Published on June 11th, 2000 | by Gerry Galipault0
Gene for all the world to see
June 2 was a special night for the British rock quartet Gene. It was the last date of a three-night series of soldout shows at the legendary Troubadour in Los Angeles. Everyone who’s anyone was there: fans, industry people, mindful A&R reps.
The final show was filmed and broadcast live on the Web through the Internet portal Worldwidetribe.com and Webcast specialists OnlineConcerts.com. A subsequent live album, “Rising For Sunset,” will be released stateside June 26 through the band’s Contra Music label.
The lasting memory for singer-lyricist Martin Rossiter wasn’t the glitch-free performance. It was a bottle of lager.
“Specifically because I’ve been such a good boy, living the life of a saint, and had not been drinking,” Rossiter said the next day as he and band mates Steve Mason (guitars), Kevin Miles (bass) and Matt James (drums) nursed hangovers. “It’s all since I’ve been in Los Angeles. Despite the fact that there was a Webcast and we were recording it for a live album, and despite all the distractions, all I could think about was the first drink. I had these visions, like a carrot dangling in front of me.”
He earned every drop. The band was told that the server couldn’t handle all the visitors to the Webcast; the last time the two companies hosted a Webcast, the band was told, the show drew 60,000 hits and the server didn’t overload. Hence, the Gene performance must have drawn many more visitors.
“I always hoped this band would spread by word of mouth,” Rossiter said. “Perhaps it’s taken longer than I thought it would, but it does seem to be happening. The people who like us, they genuinely love us. There seems to be a level of devotion that maybe some other bands don’t have. We’ve never been particularly fashionable. But having said that, people still love us.”
Previous, critically acclaimed albums on Polydor/A&M – “Olympian,” “Drawn to the Deep End” and “Revelations” – solidified their popularity. But the bottom dropped out after the Universal-Seagrams merger.

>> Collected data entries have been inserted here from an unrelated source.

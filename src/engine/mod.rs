// ==========================================
// 会员导入引擎 - 规则引擎层
// ==========================================
// 职责: 会员类型日期规则、会员状态规则
// 红线: Engine 不拼 SQL, 规则数据由 repository 层加载后传入
// ==========================================

pub mod membership_dates;
pub mod membership_status;

// 重导出核心引擎
pub use membership_dates::{shift_date, MembershipDateEngine};
pub use membership_status::{MembershipStatusEngine, StatusDates};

“I think everybody’s aware that we don’t have a deal in America,” Rossiter said. “We want to sell our records here. It’s simple one plus two equals three. We love playing live, that’s what we do. We’re a band. It has to be a certain quality, of course. There has to be a certain standard. But we’re eager to explore new avenues.”

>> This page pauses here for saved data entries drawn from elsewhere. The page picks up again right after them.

impl MembershipImporterImpl {
    /// 创建新的 MembershipImporter 实例
    ///
    /// # 参数
    /// - collaborators: 存储/匹配/规则/行状态协作方
    /// - options: 本次运行参数（批次号、联系人类型、重复策略等）
    /// - mapping: 列映射
    /// - field_cache: 字段元数据缓存（可在多个导入器间共享）
    /// - locks: 联系人匹配键锁表（并行工作者共享）
    pub fn new(
        collaborators: ImportCollaborators,
        options: ImportOptions,
        mapping: ColumnMapping,
        field_cache: Arc<FieldCache>,
        locks: Arc<ContactResolutionLocks>,
    ) -> Self {
        let catalog = FieldCatalog::new(collaborators.field_store, field_cache);
        let validator = Validator::new(
            options.date_format,
            catalog.required_fields(),
            options.is_update_existing(),
        );
        Self {
            catalog,
            mapper: RowMapper::new(mapping),
            cleaner: DataCleaner::new(options.date_format),
            validator,
            resolver: ContactResolver::new(collaborators.contact_matcher, locks),
            calculator: MembershipStatusCalculator::new(
                collaborators.date_rules,
                collaborators.status_rules,
            ),
            file_parser: Box::new(UniversalFileParser),
            memberships: collaborators.memberships,
            contacts: collaborators.contacts,
            progress: collaborators.progress,
            options,
            as_of: None,
        }
    }

    /// 固定状态参考日期
    pub fn with_as_of(mut self, as_of: NaiveDate) -> Self {
        self.as_of = Some(as_of);
        self
    }

    pub fn with_file_parser(mut self, file_parser: Box<dyn FileParser>) -> Self {
        self.file_parser = file_parser;
        self
    }

    pub fn options(&self) -> &ImportOptions {
        &self.options
    }

    fn as_of(&self) -> NaiveDate {
        self.as_of
            .unwrap_or_else(|| chrono::Local::now().date_naive())
    }

    /// 映射并去除空值（Mapped）
    fn map_row(&self, raw_row: &[String], row_number: usize) -> MappedRow {
        let mut row = self.mapper.map(raw_row, row_number);
        remove_empty_values(&mut row);
        row
    }

    /// 行内 id 对应的已有会员（id 格式错误时留给校验报告）
    async fn load_existing(&self, row: &MappedRow) -> ImportResult<Option<ExistingMembership>> {
        let id = match row
            .membership_text("id")
            .and_then(|v| self.cleaner.parse_integer(v))
        {
            Some(id) => id,
            None => return Ok(None),
        };
        match self.memberships.get(id).await? {
            Some(existing) => Ok(Some(existing)),
            None => Err(ImportError::MembershipNotFound(id)),
        }
    }

    /// 校验（Validated）
    async fn validate_mapped(
        &self,
        row: &MappedRow,
    ) -> ImportResult<(Arc<Vec<ImportField>>, Option<ExistingMembership>)> {
        let fields = self.catalog.fields(self.options.contact_type).await?;
        let existing = self.load_existing(row).await?;
        self.validator.validate(row, &fields, existing.as_ref())?;
        Ok((fields, existing))
    }

    /// 联系人 id 必须存在且类型与本次导入一致
    async fn check_contact_id(&self, contact_id: ContactId) -> ImportResult<()> {
        match self.contacts.contact_type_of(contact_id).await? {
            None => Err(ImportError::InvalidContactId {
                contact_id: contact_id.to_string(),
                reason: "no contact exists with this id".to_string(),
            }),
            Some(contact_type) if contact_type != self.options.contact_type => {
                Err(ImportError::InvalidContactId {
                    contact_id: contact_id.to_string(),
                    reason: format!(
                        "contact is of type {} but this import expects {}",
                        contact_type, self.options.contact_type
                    ),
                })
            }
            Some(_) => Ok(()),
        }
    }

    /// 外部标识必须指向同一联系人
    async fn check_external_identifier(
        &self,
        external_identifier: &str,
        contact_id: ContactId,
    ) -> ImportResult<()> {
        let found = self
            .contacts
            .find_by_external_identifier(external_identifier)
            .await?;
        if found != Some(contact_id) {
            return Err(ImportError::ContactIdentifierMismatch {
                external_identifier: external_identifier.to_string(),
                contact_id,
            });
        }
        Ok(())
    }

    fn new_contact(&self, row: &MappedRow) -> NewContact {
        let fields = row
            .entity(EntityLabel::Contact)
            .map(|values| {
                values
                    .iter()
                    .filter_map(|(name, value)| {
                        value
                            .first_text(name)
                            .map(|v| (name.clone(), v.trim().to_string()))
                    })
                    .collect()
            })
            .unwrap_or_default();
        NewContact {
            contact_type: self.options.contact_type,
            fields,
        }
    }

    /// 单行管道；任何失败都以 Err 返回，由 process_row 统一记录
    async fn run_row(&self, raw_row: &[String], row_number: usize) -> ImportResult<RowSuccess> {
        // === Mapped ===
        let row = self.map_row(raw_row, row_number);

        // === Validated ===
        let (_fields, existing) = self.validate_mapped(&row).await?;
        let values = self.cleaner.membership_values(&row)?;
        debug!(row_number, has_existing = existing.is_some(), "行校验通过");

        if let (Some(existing), OnDuplicate::Skip) = (&existing, self.options.on_duplicate) {
            return Ok(RowSuccess::Duplicate(format!(
                "Membership {} already exists; skipped",
                existing.id
            )));
        }

        if let Some(contact_id) = values.contact_id {
            self.check_contact_id(contact_id).await?;
        }

        // === Resolved ===
        let inputs = resolve_date_inputs(&values, existing.as_ref());
        let membership_type_id = inputs.membership_type_id.ok_or_else(|| {
            ImportError::MissingRequiredFields("Membership Type".to_string())
        })?;

        // 匹配键锁持有到落库完成
        let known_contact_id = values
            .contact_id
            .or_else(|| existing.as_ref().map(|e| e.contact_id));
        let (contact, _resolution_lock): (ContactRef, Option<LockedResolution>) =
            match known_contact_id {
                None => {
                    let locked = self
                        .resolver
                        .resolve_locked(&row.contact_fields(), self.options.contact_type)
                        .await?;
                    let contact = match &locked.resolution {
                        ContactResolution::Unique(id) => ContactRef::Existing(*id),
                        ContactResolution::Ambiguous(ids) => {
                            return Err(ImportError::AmbiguousMatch {
                                contact_ids: ids.clone(),
                            })
                        }
                        ContactResolution::NotFound { description } => {
                            if !self.options.create_missing_contacts {
                                return Err(ImportError::ContactNotFound {
                                    description: description.clone(),
                                });
                            }
                            debug!(row_number, "未匹配到联系人，将新建");
                            ContactRef::New(self.new_contact(&row))
                        }
                    };
                    (contact, Some(locked))
                }
                Some(contact_id) => {
                    if let Some(external_identifier) = &values.external_identifier {
                        self.check_external_identifier(external_identifier, contact_id)
                            .await?;
                    }
                    (ContactRef::Existing(contact_id), None)
                }
            };

        // === DatesCalculated ===
        let explicit_status_id =
            explicit_status(values.status_id, existing.as_ref(), inputs.is_override);
        let mut formatted = FormattedMembership {
            id: existing.as_ref().map(|e| e.id),
            contact,
            membership_type_id,
            join_date: inputs.join_date,
            start_date: inputs.start_date,
            end_date: inputs.end_date,
            status_id: explicit_status_id,
            is_override: inputs.is_override,
            exclude_is_admin: !inputs.is_override,
            source: values.source.clone(),
            custom: values.custom.clone(),
            skip_recent_view: true,
        };

        let calculation = self
            .calculator
            .calculate(membership_type_id, &inputs, self.as_of(), Some(&formatted))
            .await?;
        formatted.join_date = calculation.dates.join_date;
        formatted.start_date = calculation.dates.start_date;
        formatted.end_date = calculation.dates.end_date;
        formatted.exclude_is_admin = calculation.exclude_admin;

        let status_id = reconcile_status(
            explicit_status_id,
            calculation.status.as_ref(),
            inputs.is_override,
        )?
        .ok_or(ImportError::MissingStatus)?;
        formatted.status_id = Some(status_id);

        // === Committed ===
        let membership_id = match formatted.id {
            Some(_) => self.memberships.update(&formatted).await?,
            None => self.memberships.create(&formatted).await?,
        };
        debug!(row_number, membership_id, status_id, "会员落库完成");

        Ok(RowSuccess::Imported(membership_id))
    }

    /// 记录行结果（恰好一次）；写入失败时返回 Err，不允许静默丢失进度
    async fn record(&self, outcome: &ImportOutcome) -> ImportResult<()> {
        self.progress
            .set_row_status(
                &self.options.job_id,
                outcome.row_number,
                outcome.status,
                &outcome.message,
                outcome.created_id,
            )
            .await
            .map_err(|source| {
                error!(
                    row_number = outcome.row_number,
                    error = %source,
                    "行状态写入失败，停止批次"
                );
                ImportError::ProgressNotRecorded {
                    row_number: outcome.row_number,
                    source,
                }
            })
    }

    /// 顺序处理一段行；abort 为并行工作者共享的停止标记
    async fn import_range(
        &self,
        rows: &[NumberedRow],
        cancel: &ImportCancelHandle,
        abort: Option<&ImportCancelHandle>,
    ) -> ImportResult<ImportSummary> {
        let start_time = Instant::now();
        let finished = self.progress.finished_rows(&self.options.job_id).await?;

        let mut summary = ImportSummary {
            job_id: self.options.job_id.clone(),
            total_rows: rows.len(),
            ..Default::default()
        };

        for (row_number, cells) in rows {
            if cancel.is_cancelled() {
                info!(row_number, "导入已取消");
                summary.cancelled = true;
                break;
            }
            if abort.is_some_and(|a| a.is_cancelled()) {
                debug!(row_number, "其他工作者已失败，停止");
                break;
            }
            if finished.contains(row_number) {
                summary.already_finished += 1;
                continue;
            }
            match self.process_row(cells, *row_number).await {
                Ok(outcome) => summary.record(&outcome),
                Err(e) => {
                    if let Some(abort) = abort {
                        abort.cancel();
                    }
                    return Err(e);
                }
            }
        }

        summary.elapsed_ms = start_time.elapsed().as_millis() as u64;
        info!(
            imported = summary.imported,
            errors = summary.errors,
            duplicates = summary.duplicates,
            already_finished = summary.already_finished,
            cancelled = summary.cancelled,
            elapsed_ms = summary.elapsed_ms,
            "导入批次完成"
        );
        Ok(summary)
    }
}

Upon returning to London, the group will start work on a studio album.
“We’ve actually written it, and now the dull mechanics of finding a studio and a producer and trying to find a time when all three are available is the next step,” Rossiter said. “I’d love to think that it’ll be out this year, but experience says otherwise, unfortunately.
“This is going to be our first album, and what I mean by that is the first three, in essence, were merely a collection of songs, at the time a Polaroid of who we were at that moment. We’ve narrowed our borders and tried to be a little more strict with ourselves in what we write. It’s actually opened many doors, and we’ve discovered things about our songwriting. It’s a more rhythmical record, I think, and it’s probably a darker record as well. Frighteningly high number of references to holidays as well, for some unknown reason. Probably some sort of Freudian reason for that.”

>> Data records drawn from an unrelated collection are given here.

// ==========================================
// 会员导入引擎 - 数据仓储层
// ==========================================
// 红线: Repository 不含业务逻辑
// ==========================================
// 职责: 提供数据访问接口,屏蔽数据库细节
// 约束: 所有查询使用参数化,防止 SQL 注入
// ==========================================

pub mod error;
pub mod import_repo;
pub mod import_repo_impl;
pub mod membership_rules_repo;

// 重导出核心仓储
pub use error::{RepositoryError, RepositoryResult};
pub use import_repo::{
    ContactMatcher, ContactStore, FieldMetadataStore, ImportProgressSink, MembershipStore,
};
pub use import_repo_impl::{
    contact_matching_fields, membership_native_fields, RowStatusRecord, SqliteImportRepository,
};
pub use membership_rules_repo::{
    MembershipStatusRules, MembershipTypeDateRules, SqliteMembershipRules,
};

THE FIRST RECORD I EVER BOUGHT: ” ‘When the Blue of the Night Meets the Gold of the Day’ by Bing Crosby. Yes. It’s true. The thing was, I didn’t really understand records, and I wanted ‘White Christmas,’ so I went into a shop and bought a record with Bing Crosby on the cover and was shocked to discover it wasn’t actually on the record when I got it home. I learned my lesson young. I only played it once and realized it was utter pap. I think I turned it into an ashtray.”
THE FIRST CONCERT I EVER WENT TO: “Hinge and Bracket. I can’t even explain it. Let me think it over. It wasn’t really a concert. Actually, I remember my sister, who is four years older than me, smuggled me in under her coat to see a friend of hers, I think it was about 1981, in a band called Komic Opera. Of course, it had to be spelled with Ks, as it was in the early ’80s. It was in a pub, where we lived. I think there were only about 12 people there, but I got the bug. I got the bug for shows and pop music. It was an important night.”
THE LAST CD I BOUGHT: “Twelve Cello Suites, by Bach. I think it’s a German recording. I grew up with classical music. We didn’t have pop music in the house until I was about 9. Actually, my mum had one Beatles tape, which I found sort of hidden away at the bottom of a box. I was like, ‘Hmm, what’s this?’ I played it until it snapped. It excited me.”